17 Mar 2009

My last post concerning cooperation  was not about any research that I would personally do, but highlighted the best and most useful results concerning the old question why there is cooperation that I have come across. I am studying Artificial Intelligence (AI). Today, I want to put on the shoes of an AI researcher trying to tell other researchers why research in cooperation is a good idea.

Cooperation as an AI topic
A natural question is: Why should someone in AI spent precious research money on cooperation? After all, to explain why there is cooperation is generally a domain of the sociologists and biologists, maybe economists. AI is based on Computer Science and while it surely should try out inspirations from other disciplines, its main purpose is still to build things that work in a new way (initial goals of building something entirely new have been refined). More and more (due to a lot of fruitless approaches and now also due to the economy), I hear the question why any approach would be useful to pay for. What can the new thing do or show that lets people do things better (for instance more efficient) than before?

I think that cooperation is a fruitful theme in this context and want to explain why.

Autonomous agents
An important goal for the future are intelligent agents that do tasks on behalf of us. We don't want to tell them too exactly what to do (it's work and we might give bad instructions) and want them to interact with each other in the world. This is why they need to act autonomous. They also need to be reactive in an unpredictable environment which for them mostly consists of the actions of other agents.
My simple point is that the notion of cooperation is a good tool to model this. First, actions of other agents can mean a lot of things to me. But if I was pressed to put it into really simple terms, I could label those actions as being good (cooperative) or bad (defective) for me. It's a simplification of the world, sure. But we have to start somehow*. With a modeling tool like the Prisoners Dilemma I can already model that agents are autonomous and depend on what other agents are doing. That's already some modeling effort covered, even in a way that researchers agreed upon long ago to be a standard method. I can still play around with some settings though, like the utility values or the number of involved agents per interaction.


Efficient Systems
When I say said I model cooperation, I mostly get looks that imply I'm being labeled a "Hippie". But in reality, cooperation means efficiency. Cooperation makes sense if the outcome of it is superadditive. This means that the utility produced together is more than just the sum of the utilities the agents would have produced alone **. It is also safe to assume that when one agent defects the other, he takes home a lot more utility, but the overall utility is still less than if both had cooperated. So for the system performance, it would be great if agents decided to cooperate often. This should be sold as a hard fact more often: Cooperation makes systems of autonomous agents efficient.
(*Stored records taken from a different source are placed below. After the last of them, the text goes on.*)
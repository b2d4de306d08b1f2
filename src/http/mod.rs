//! Axum HTTP front of the relay.
//!
//! ## URL layout
//!
//! ```text
//! GET     {path}   → 200, empty body (liveness)
//! POST    {path}   → { "reply": ... } | { "error": ... }
//! OPTIONS {path}   → CORS preflight, empty body
//! ```
//!
//! `{path}` is `[relay].path` (default `/`). CORS is open to every origin.
//! `run()` drives the axum event loop; the [`CancellationToken`] is wired to
//! axum's graceful shutdown.

mod api;
pub mod wire;

use std::sync::Arc;
use std::time::Duration;

use axum::Router;
use axum::http::Method;
use axum::routing::get;
use tokio::net::TcpListener;
use tokio_util::sync::CancellationToken;
use tower_http::cors::{Any, CorsLayer};
use tracing::info;

use crate::error::AppError;
use crate::relay::Relay;

// ── Shared request state ──────────────────────────────────────────────────────

/// Axum router state injected into every handler via [`axum::extract::State`].
///
/// Cheap to clone — all fields are reference-counted or `Copy`.
#[derive(Clone)]
pub struct HttpState {
    pub relay: Arc<Relay>,
    /// Upper bound on one `POST`, search and inference included.
    pub request_timeout: Duration,
}

impl HttpState {
    pub fn new(relay: Arc<Relay>, request_timeout: Duration) -> Self {
        Self { relay, request_timeout }
    }
}

// ── Server loop ───────────────────────────────────────────────────────────────

pub async fn run(
    bind_addr: String,
    path: String,
    state: HttpState,
    shutdown: CancellationToken,
) -> Result<(), AppError> {
    let router = build_router(state, &path);

    let listener = TcpListener::bind(&bind_addr)
        .await
        .map_err(|e| AppError::Http(format!("bind failed on {bind_addr}: {e}")))?;

    info!(%bind_addr, %path, "relay listening");

    axum::serve(listener, router)
        .with_graceful_shutdown(async move { shutdown.cancelled().await })
        .await
        .map_err(|e| AppError::Http(format!("server error: {e}")))?;

    info!("relay shut down");
    Ok(())
}

// ── Router ────────────────────────────────────────────────────────────────────

pub fn build_router(state: HttpState, path: &str) -> Router {
    let cors = CorsLayer::new()
        .allow_origin(Any)
        .allow_methods([Method::GET, Method::POST, Method::OPTIONS])
        .allow_headers(Any);

    Router::new()
        .route(path, get(api::liveness).post(api::answer).options(api::preflight))
        .layer(cors)
        .with_state(state)
}
// ── test helpers ──────────────────────────────────────────────────────────────

impl Config {
    /// Safe `Config` for tests — static search, dummy LLM, no log store,
    /// no API keys, no external calls.
    pub fn test_default(work_dir: &Path) -> Self {
        Self {
            work_dir: work_dir.to_path_buf(),
            log_level: "info".into(),
            relay: RelayConfig {
                bind: "127.0.0.1:0".into(),
                path: default_path(),
                request_timeout_seconds: 5,
                prompts_dir: None,
                assistant_name: default_assistant_name(),
            },
            search: SearchConfig {
                provider: "static".into(),
                api_url: "http://127.0.0.1:1/search".into(),
                max_results: default_max_results(),
                timeout_seconds: 1,
                static_results: Vec::new(),
            },
            llm: LlmConfig {
                provider: "dummy".into(),
                openai: OpenAiConfig {
                    api_base_url: "http://127.0.0.1:1/v1/chat/completions".into(),
                    model: "test-model".into(),
                    temperature: 0.0,
                    max_tokens: 256,
                    timeout_seconds: 1,
                },
            },
            log_store: LogStoreConfig {
                backend: LogStoreBackend::None,
                path: work_dir.join(default_log_store_path()),
                url: None,
                table: default_log_store_table(),
                timeout_seconds: 1,
            },
            client: ClientConfig {
                relay_url: "http://127.0.0.1:1/".into(),
                transcript_file: work_dir.join(default_transcript_file()),
                log_file: work_dir.join(default_client_log_file()),
                request_timeout_seconds: 2,
                probe_interval_seconds: 0,
                probe_timeout_seconds: 1,
            },
            search_api_key: None,
            llm_api_key: None,
            log_store_key: None,
            log_store_enabled: false,
        }
    }
}
//! In-process log store. Records are kept in a shared vector; clones share it.

use std::sync::{Arc, Mutex};

use super::{LogRecord, LogStoreError};

#[derive(Debug, Clone, Default)]
pub struct MemoryLogStore {
    records: Arc<Mutex<Vec<LogRecord>>>,
}

impl MemoryLogStore {
    pub fn new() -> Self {
        Self::default()
    }

    pub fn insert(&self, record: LogRecord) -> Result<(), LogStoreError> {
        self.records
            .lock()
            .map_err(|_| LogStoreError::Write("memory log store poisoned".into()))?
            .push(record);
        Ok(())
    }

    /// Snapshot of everything written so far.
    pub fn records(&self) -> Vec<LogRecord> {
        self.records.lock().map(|r| r.clone()).unwrap_or_default()
    }
}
It makes sense to do research with this goal in mind.
One thing about complexity and superadditivity: Not all interactions are superadditive, of course. But I think that when the behaviours of agents become more advanced and complex, their interactions in multiagent systems will be superadditive more often (since superadditivy often arises when noone is an expert for everything).


Multiagent architecture - Cooperation built-in?
Researchers come up with design guidelines for multiagent systems quite often. That cooperation is an essential design guideline for decentral systems with autonomous agents is sometimes already part of this. Take for instance the AMAS architecture. There is a subheadline called "Self-organisation by co-operation". They assume that each agent always tries coopreation and thus the system becomes efficient. I think that is a little simple. Take humans - for us cooperation is natural and feels right. But we don't have to cooperate. In fact, we often don't. If there are agents in the system that defect, then let that happen. Work around them, if you can. Defect them back if you deal with them or maybe see if they change behaviour.
Multiagent systems can - like nature - be heterogeneous and then it doesn't make sense to assume some behaviour for all agents.

Outlook
Cooperation is one way to start modeling complex interactions. There are simple models to use that everybody understand and we can agree that cooperation makes systems efficient. However, it is important to note how we mostly talk about the question if an agent wants to cooperate with another. Much more complicated is the how later on.
How do two agents cooperate once they both try? Can we make any general models for this at all? There is so much context involved and so much circular dependencies, so much source for uncertainty. I hope we can find a simple model for this that can be as usable as the Prisoners Dilemma.


* And we have to talk about it. To communicate about science is really important and to use simple and accepted models helps big time in this.
** You can nicely model such a situation with the Prisoners Dilemma.